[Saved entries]
■ ■ ■ ■

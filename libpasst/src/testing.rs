//! In-memory network capabilities recording every call.

use std::{
    cell::{Cell, RefCell},
    collections::HashMap,
    path::{Path, PathBuf},
};

use netzwerk::{
    Address, Error, Family, Link, Namespace, Netlink, Route, Sysctl,
};

#[derive(Debug, Clone, PartialEq)]
pub enum Call {
    LinkList,
    LinkByName(String),
    RouteList(Family),
    AddrList(String),
    LinkAddDummy(String),
    AddrAdd(String, Address),
    SetUnprivilegedPortStart(u16),
    SetPingGroupRange(u32, u32),
}

impl Call {
    pub fn is_mutation(&self) -> bool {
        matches!(
            self,
            Call::LinkAddDummy(_)
                | Call::AddrAdd(..)
                | Call::SetUnprivilegedPortStart(_)
                | Call::SetPingGroupRange(..)
        )
    }
}

pub fn link(index: u32, name: &str, mac: &str) -> Link {
    Link {
        index,
        name: name.into(),
        hardware_address: mac.into(),
        kind: Some("veth".into()),
    }
}

pub fn address(network: &str, label: Option<&str>) -> Address {
    Address {
        network: network.parse().unwrap(),
        label: label.map(Into::into),
    }
}

#[derive(Default)]
pub struct FakeNetwork {
    links: RefCell<Vec<Link>>,
    routes: Vec<Route>,
    addresses: RefCell<HashMap<String, Vec<Address>>>,
    calls: RefCell<Vec<Call>>,
    failures: RefCell<HashMap<&'static str, Error>>,
}

impl FakeNetwork {
    pub fn new() -> Self {
        Self::default()
    }

    pub fn with_link(self, link: Link, addresses: Vec<Address>) -> Self {
        self.addresses.borrow_mut().insert(link.name.clone(), addresses);
        self.links.borrow_mut().push(link);

        self
    }

    pub fn with_route(mut self, destination: &str, link: &str) -> Self {
        self.routes.push(Route {
            destination: Some(destination.parse().unwrap()),
            gateway: None,
            link: link.into(),
        });

        self
    }

    pub fn with_default_route(mut self, link: &str) -> Self {
        self.routes.push(Route {
            destination: None,
            gateway: Some("10.244.0.1".parse().unwrap()),
            link: link.into(),
        });

        self
    }

    pub fn with_default_route6(mut self, link: &str) -> Self {
        self.routes.push(Route {
            destination: Some("::/0".parse().unwrap()),
            gateway: Some("fd10:244::1".parse().unwrap()),
            link: link.into(),
        });

        self
    }

    /// Make the next call of `operation` fail with `error`.
    pub fn failing(self, operation: &'static str, error: Error) -> Self {
        self.failures.borrow_mut().insert(operation, error);

        self
    }

    pub fn calls(&self) -> Vec<Call> {
        self.calls.borrow().clone()
    }

    pub fn mutations(&self) -> Vec<Call> {
        self.calls()
            .into_iter()
            .filter(Call::is_mutation)
            .collect()
    }

    pub fn addresses_of(&self, name: &str) -> Vec<Address> {
        self.addresses
            .borrow()
            .get(name)
            .cloned()
            .unwrap_or_default()
    }

    pub fn link(&self, name: &str) -> Option<Link> {
        self.links
            .borrow()
            .iter()
            .find(|link| link.name == name)
            .cloned()
    }

    fn record(&self, call: Call, operation: &'static str) -> Result<(), Error> {
        self.calls.borrow_mut().push(call);

        match self.failures.borrow_mut().remove(operation) {
            Some(error) => Err(error),
            None => Ok(()),
        }
    }
}

fn matches_family(network_family: Family, family: Family) -> bool {
    family == Family::All || network_family == family
}

impl Netlink for FakeNetwork {
    fn link_list(&self) -> Result<Vec<Link>, Error> {
        self.record(Call::LinkList, "link_list")?;

        Ok(self.links.borrow().clone())
    }

    fn link_by_name(&self, name: &str) -> Result<Link, Error> {
        self.record(Call::LinkByName(name.into()), "link_by_name")?;

        self.link(name)
            .ok_or_else(|| Error::LinkNotFound(name.into()))
    }

    fn route_list(&self, family: Family) -> Result<Vec<Route>, Error> {
        self.record(Call::RouteList(family), "route_list")?;

        Ok(self
            .routes
            .iter()
            .filter(|route| {
                let route_family = match route.destination {
                    Some(ipnetwork::IpNetwork::V6(_)) => Family::V6,
                    _ => Family::V4,
                };

                matches_family(route_family, family)
            })
            .cloned()
            .collect())
    }

    fn addr_list(
        &self,
        link: &Link,
        family: Family,
    ) -> Result<Vec<Address>, Error> {
        self.record(Call::AddrList(link.name.clone()), "addr_list")?;

        Ok(self
            .addresses_of(&link.name)
            .into_iter()
            .filter(|address| matches_family(address.family(), family))
            .collect())
    }

    fn link_add_dummy(&self, name: &str) -> Result<Link, Error> {
        self.record(Call::LinkAddDummy(name.into()), "link_add_dummy")?;

        let link = Link {
            index: self.links.borrow().len() as u32 + 100,
            name: name.into(),
            hardware_address: "ee:ee:ee:ee:ee:ee".into(),
            kind: Some("dummy".into()),
        };
        self.links.borrow_mut().push(link.clone());

        Ok(link)
    }

    fn addr_add(&self, link: &Link, address: &Address) -> Result<(), Error> {
        self.record(
            Call::AddrAdd(link.name.clone(), address.clone()),
            "addr_add",
        )?;

        self.addresses
            .borrow_mut()
            .entry(link.name.clone())
            .or_default()
            .push(address.clone());

        Ok(())
    }
}

impl Sysctl for FakeNetwork {
    fn set_unprivileged_port_start(&self, port: u16) -> Result<(), Error> {
        self.record(
            Call::SetUnprivilegedPortStart(port),
            "set_unprivileged_port_start",
        )
    }

    fn set_ping_group_range(&self, low: u32, high: u32) -> Result<(), Error> {
        self.record(
            Call::SetPingGroupRange(low, high),
            "set_ping_group_range",
        )
    }
}

pub struct FakeNamespace {
    path: PathBuf,
    pub entered: Cell<usize>,
    pub exited: Cell<usize>,
}

impl FakeNamespace {
    pub fn new(path: impl AsRef<Path>) -> Self {
        Self {
            path: path.as_ref().into(),
            entered: Cell::new(0),
            exited: Cell::new(0),
        }
    }
}

impl Namespace for FakeNamespace {
    fn path(&self) -> &Path {
        &self.path
    }

    fn run<T, E, F>(&self, f: F) -> Result<T, E>
    where
        F: FnOnce() -> Result<T, E>,
        E: From<Error>,
    {
        self.entered.set(self.entered.get() + 1);
        let result = f();
        self.exited.set(self.exited.get() + 1);

        result
    }
}
//! The part of the KubeVirt `VirtualMachineInstance` the binding reads.
//!
//! Everything else in the document is ignored on decoding.
use std::collections::BTreeMap;

use serde::{Deserialize, Serialize};

use crate::Error;

#[derive(Deserialize, Serialize, Debug, Clone, Default, PartialEq)]
#[serde(rename_all = "camelCase")]
pub struct VirtualMachineInstance {
    #[serde(default)]
    pub metadata: ObjectMeta,
    #[serde(default)]
    pub spec: VirtualMachineInstanceSpec,
}

#[derive(Deserialize, Serialize, Debug, Clone, Default, PartialEq)]
#[serde(rename_all = "camelCase")]
pub struct ObjectMeta {
    #[serde(default)]
    pub name: String,
    #[serde(default)]
    pub namespace: String,
    #[serde(default)]
    pub annotations: BTreeMap<String, String>,
}

#[derive(Deserialize, Serialize, Debug, Clone, Default, PartialEq)]
#[serde(rename_all = "camelCase")]
pub struct VirtualMachineInstanceSpec {
    #[serde(default)]
    pub domain: DomainSpec,
}

#[derive(Deserialize, Serialize, Debug, Clone, Default, PartialEq)]
#[serde(rename_all = "camelCase")]
pub struct DomainSpec {
    #[serde(default)]
    pub devices: Devices,
}

#[derive(Deserialize, Serialize, Debug, Clone, Default, PartialEq)]
#[serde(rename_all = "camelCase")]
pub struct Devices {
    #[serde(default)]
    pub interfaces: Vec<Interface>,
    pub use_virtio_transitional: Option<bool>,
}

#[derive(Deserialize, Serialize, Debug, Clone, Default, PartialEq)]
#[serde(rename_all = "camelCase")]
pub struct Interface {
    pub name: String,
    pub binding: Option<PluginBinding>,
    #[serde(default)]
    pub model: String,
    #[serde(default)]
    pub mac_address: String,
    #[serde(default)]
    pub pci_address: String,
    #[serde(default)]
    pub acpi_index: i32,
    #[serde(default)]
    pub ports: Vec<Port>,
}

impl Interface {
    /// Whether the interface is bound through the named network
    /// binding plugin.
    pub fn is_bound_to(&self, plugin: &str) -> bool {
        self.binding
            .as_ref()
            .map_or(false, |binding| binding.name == plugin)
    }
}

#[derive(Deserialize, Serialize, Debug, Clone, Default, PartialEq)]
pub struct PluginBinding {
    pub name: String,
}

/// A port the VM exposes
#[derive(Deserialize, Serialize, Debug, Clone, Default, PartialEq)]
pub struct Port {
    #[serde(default)]
    pub name: String,
    /// `TCP` or `UDP`, empty means TCP.
    #[serde(default)]
    pub protocol: String,
    pub port: u16,
}

impl VirtualMachineInstance {
    #[fehler::throws]
    pub fn from_json(json: &str) -> Self {
        serde_json::from_str(json).map_err(|source| Error::Decode {
            what: "virtual machine instance",
            source,
        })?
    }

    pub fn interfaces(&self) -> &[Interface] {
        &self.spec.domain.devices.interfaces
    }

    pub fn use_virtio_transitional(&self) -> bool {
        self.spec
            .domain
            .devices
            .use_virtio_transitional
            .unwrap_or(false)
    }
}
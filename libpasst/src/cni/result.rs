use ipnetwork::IpNetwork;
use serde::{Deserialize, Serialize};

use crate::Error;

/// Versions of the CNI specification the plugin speaks.
pub const SUPPORTED_VERSIONS: &[&str] =
    &["0.3.0", "0.3.1", "0.4.0", "1.0.0", "1.1.0"];

const CODE_INVALID_ENVIRONMENT: u32 = 4;
const CODE_DECODING_FAILURE: u32 = 6;
const CODE_INVALID_CONFIGURATION: u32 = 7;
const CODE_INTERNAL: u32 = 999;

/// Success output of `ADD`
#[derive(Deserialize, Serialize, Debug, Clone, PartialEq)]
#[serde(rename_all = "camelCase")]
pub struct CniResult {
    pub cni_version: String,
    #[serde(default, skip_serializing_if = "Vec::is_empty")]
    pub interfaces: Vec<Interface>,
    #[serde(default, skip_serializing_if = "Vec::is_empty")]
    pub ips: Vec<IpConfig>,
}

#[derive(Deserialize, Serialize, Debug, Clone, PartialEq)]
pub struct Interface {
    pub name: String,
    #[serde(default, skip_serializing_if = "String::is_empty")]
    pub mac: String,
    #[serde(default, skip_serializing_if = "String::is_empty")]
    pub sandbox: String,
}

#[derive(Deserialize, Serialize, Debug, Clone, PartialEq)]
pub struct IpConfig {
    pub address: IpNetwork,
}

/// Output of a failed command
#[derive(Deserialize, Serialize, Debug, Clone, PartialEq)]
#[serde(rename_all = "camelCase")]
pub struct ErrorResult {
    pub cni_version: String,
    pub code: u32,
    pub msg: String,
}

impl ErrorResult {
    pub fn new(cni_version: impl Into<String>, error: &Error) -> Self {
        let code = match error {
            Error::Decode { .. } => CODE_DECODING_FAILURE,
            Error::Precondition(_) | Error::MalformedInput(_) => {
                CODE_INVALID_CONFIGURATION
            }
            Error::Capability { .. } => CODE_INTERNAL,
        };

        Self {
            cni_version: cni_version.into(),
            code,
            msg: error.to_string(),
        }
    }

    /// Error for a missing or malformed `CNI_*` variable.
    pub fn invalid_environment(
        cni_version: impl Into<String>,
        msg: impl Into<String>,
    ) -> Self {
        Self {
            cni_version: cni_version.into(),
            code: CODE_INVALID_ENVIRONMENT,
            msg: msg.into(),
        }
    }
}

/// Output of `VERSION`
#[derive(Deserialize, Serialize, Debug, Clone, PartialEq)]
#[serde(rename_all = "camelCase")]
pub struct VersionResult {
    pub cni_version: String,
    pub supported_versions: Vec<String>,
}

impl VersionResult {
    pub fn new(cni_version: impl Into<String>) -> Self {
        Self {
            cni_version: cni_version.into(),
            supported_versions: SUPPORTED_VERSIONS
                .iter()
                .map(|version| version.to_string())
                .collect(),
        }
    }
}

#[cfg(test)]
mod tests {
    use serde_json::json;

    use super::*;

    #[test]
    fn test_result_serialization() {
        let result = CniResult {
            cni_version: "1.0.0".into(),
            interfaces: vec![Interface {
                name: "eth0".into(),
                mac: "0a:58:0a:f4:00:05".into(),
                sandbox: "/var/run/netns/cni-1234".into(),
            }],
            ips: vec![
                IpConfig {
                    address: "10.244.0.5/24".parse().unwrap(),
                },
                IpConfig {
                    address: "fd10:244::5/64".parse().unwrap(),
                },
            ],
        };

        assert_eq!(
            serde_json::to_value(&result).unwrap(),
            json!({
                "cniVersion": "1.0.0",
                "interfaces": [{
                    "name": "eth0",
                    "mac": "0a:58:0a:f4:00:05",
                    "sandbox": "/var/run/netns/cni-1234",
                }],
                "ips": [
                    { "address": "10.244.0.5/24" },
                    { "address": "fd10:244::5/64" },
                ],
            })
        );
    }

    #[test]
    fn test_error_result() {
        let result = ErrorResult::new(
            "1.0.0",
            &Error::Precondition("no default gateway link found".into()),
        );

        assert_eq!(
            serde_json::to_value(&result).unwrap(),
            json!({
                "cniVersion": "1.0.0",
                "code": 7,
                "msg": "no default gateway link found",
            })
        );
    }

    #[test]
    fn test_error_result_capability() {
        let error = Error::Capability {
            context: "failed to create link".into(),
            source: netzwerk::Error::Command {
                args: "link add pod0 type dummy".into(),
                stderr: "RTNETLINK answers: File exists".into(),
            },
        };

        assert_eq!(ErrorResult::new("1.0.0", &error).code, 999);
    }

    #[test]
    fn test_version_result() {
        let result = VersionResult::new("1.0.0");

        assert_eq!(result.cni_version, "1.0.0");
        assert!(result.supported_versions.contains(&"0.4.0".to_string()));
    }
}
//! JSON rendition of the libvirt domain as KubeVirt generates it.
//!
//! Keys follow the libvirt element and attribute names. Only the
//! interface list is modelled, everything else is carried in the
//! `extra` maps and written back untouched.
use serde::{Deserialize, Serialize};
use serde_json::{Map, Value};

use crate::Error;

const USER_DEFINED_ALIAS_PREFIX: &str = "ua-";

#[derive(Deserialize, Serialize, Debug, Clone, Default, PartialEq)]
pub struct DomainSpec {
    #[serde(default)]
    pub devices: Devices,
    #[serde(flatten)]
    pub extra: Map<String, Value>,
}

impl DomainSpec {
    #[fehler::throws]
    pub fn from_json(json: &str) -> Self {
        serde_json::from_str(json).map_err(|source| Error::Decode {
            what: "domain",
            source,
        })?
    }
}

#[derive(Deserialize, Serialize, Debug, Clone, Default, PartialEq)]
pub struct Devices {
    #[serde(default, skip_serializing_if = "Vec::is_empty")]
    pub interfaces: Vec<Interface>,
    #[serde(flatten)]
    pub extra: Map<String, Value>,
}

#[derive(Deserialize, Serialize, Debug, Clone, Default, PartialEq)]
#[serde(rename_all = "camelCase")]
pub struct Interface {
    #[serde(rename = "type", default)]
    pub r#type: String,
    #[serde(default, skip_serializing_if = "Option::is_none")]
    pub alias: Option<Alias>,
    #[serde(default, skip_serializing_if = "Option::is_none")]
    pub model: Option<Model>,
    #[serde(default, skip_serializing_if = "Option::is_none")]
    pub address: Option<Address>,
    #[serde(default, skip_serializing_if = "Option::is_none")]
    pub mac: Option<Mac>,
    #[serde(default, skip_serializing_if = "Option::is_none")]
    pub acpi: Option<Acpi>,
    #[serde(default, skip_serializing_if = "Option::is_none")]
    pub source: Option<InterfaceSource>,
    #[serde(default, skip_serializing_if = "Option::is_none")]
    pub backend: Option<InterfaceBackend>,
    #[serde(default, skip_serializing_if = "Vec::is_empty")]
    pub port_forward: Vec<PortForward>,
    #[serde(flatten)]
    pub extra: Map<String, Value>,
}

/// Device alias. KubeVirt marks the ones derived from VMI interface
/// names with a `ua-` prefix.
#[derive(Deserialize, Serialize, Debug, Clone, PartialEq, Eq)]
pub struct Alias {
    name: String,
}

impl Alias {
    pub fn user_defined(name: &str) -> Self {
        Self {
            name: format!("{}{}", USER_DEFINED_ALIAS_PREFIX, name),
        }
    }

    /// Name without the user defined prefix.
    pub fn name(&self) -> &str {
        self.name
            .strip_prefix(USER_DEFINED_ALIAS_PREFIX)
            .unwrap_or(&self.name)
    }
}

#[derive(Deserialize, Serialize, Debug, Clone, PartialEq, Eq)]
pub struct Model {
    pub r#type: String,
}

/// Guest side device address
#[derive(Deserialize, Serialize, Debug, Clone, PartialEq, Eq)]
pub struct Address {
    pub r#type: String,
    pub domain: String,
    pub bus: String,
    pub slot: String,
    pub function: String,
}

#[derive(Deserialize, Serialize, Debug, Clone, PartialEq, Eq)]
pub struct Mac {
    pub address: String,
}

#[derive(Deserialize, Serialize, Debug, Clone, PartialEq, Eq)]
pub struct Acpi {
    pub index: u32,
}

#[derive(Deserialize, Serialize, Debug, Clone, PartialEq, Eq)]
pub struct InterfaceSource {
    pub device: String,
}

#[derive(Deserialize, Serialize, Debug, Clone, PartialEq, Eq)]
#[serde(rename_all = "camelCase")]
pub struct InterfaceBackend {
    pub r#type: String,
    pub log_file: String,
}

/// Ports of one protocol passt forwards to the guest.
///
/// Without ranges every port of the protocol is forwarded.
#[derive(Deserialize, Serialize, Debug, Clone, PartialEq, Eq)]
pub struct PortForward {
    pub proto: Protocol,
    #[serde(default, skip_serializing_if = "Vec::is_empty")]
    pub ranges: Vec<PortForwardRange>,
}

#[derive(Deserialize, Serialize, Debug, Clone, Copy, PartialEq, Eq)]
pub struct PortForwardRange {
    pub start: u16,
    #[serde(default, skip_serializing_if = "Option::is_none")]
    pub exclude: Option<Toggle>,
}

#[derive(
    Deserialize,
    Serialize,
    Debug,
    PartialEq,
    Eq,
    Clone,
    Copy,
    strum_macros::AsRefStr,
)]
#[serde(rename_all = "lowercase")]
#[strum(serialize_all = "lowercase")]
pub enum Protocol {
    Tcp,
    Udp,
}

#[derive(
    Deserialize,
    Serialize,
    Debug,
    PartialEq,
    Eq,
    Clone,
    Copy,
    strum_macros::AsRefStr,
)]
#[serde(rename_all = "lowercase")]
#[strum(serialize_all = "lowercase")]
pub enum Toggle {
    Yes,
    No,
}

■ ■ ■ ■

● **DIRECTIONS FOR THIS TASK**:
What belongs in the answer is each line of the data that has the word "label".

● **RESPONSE AREA**:
pub fn address(network: &str, label: Option<&str>) -> Address {
        label: label.map(Into::into),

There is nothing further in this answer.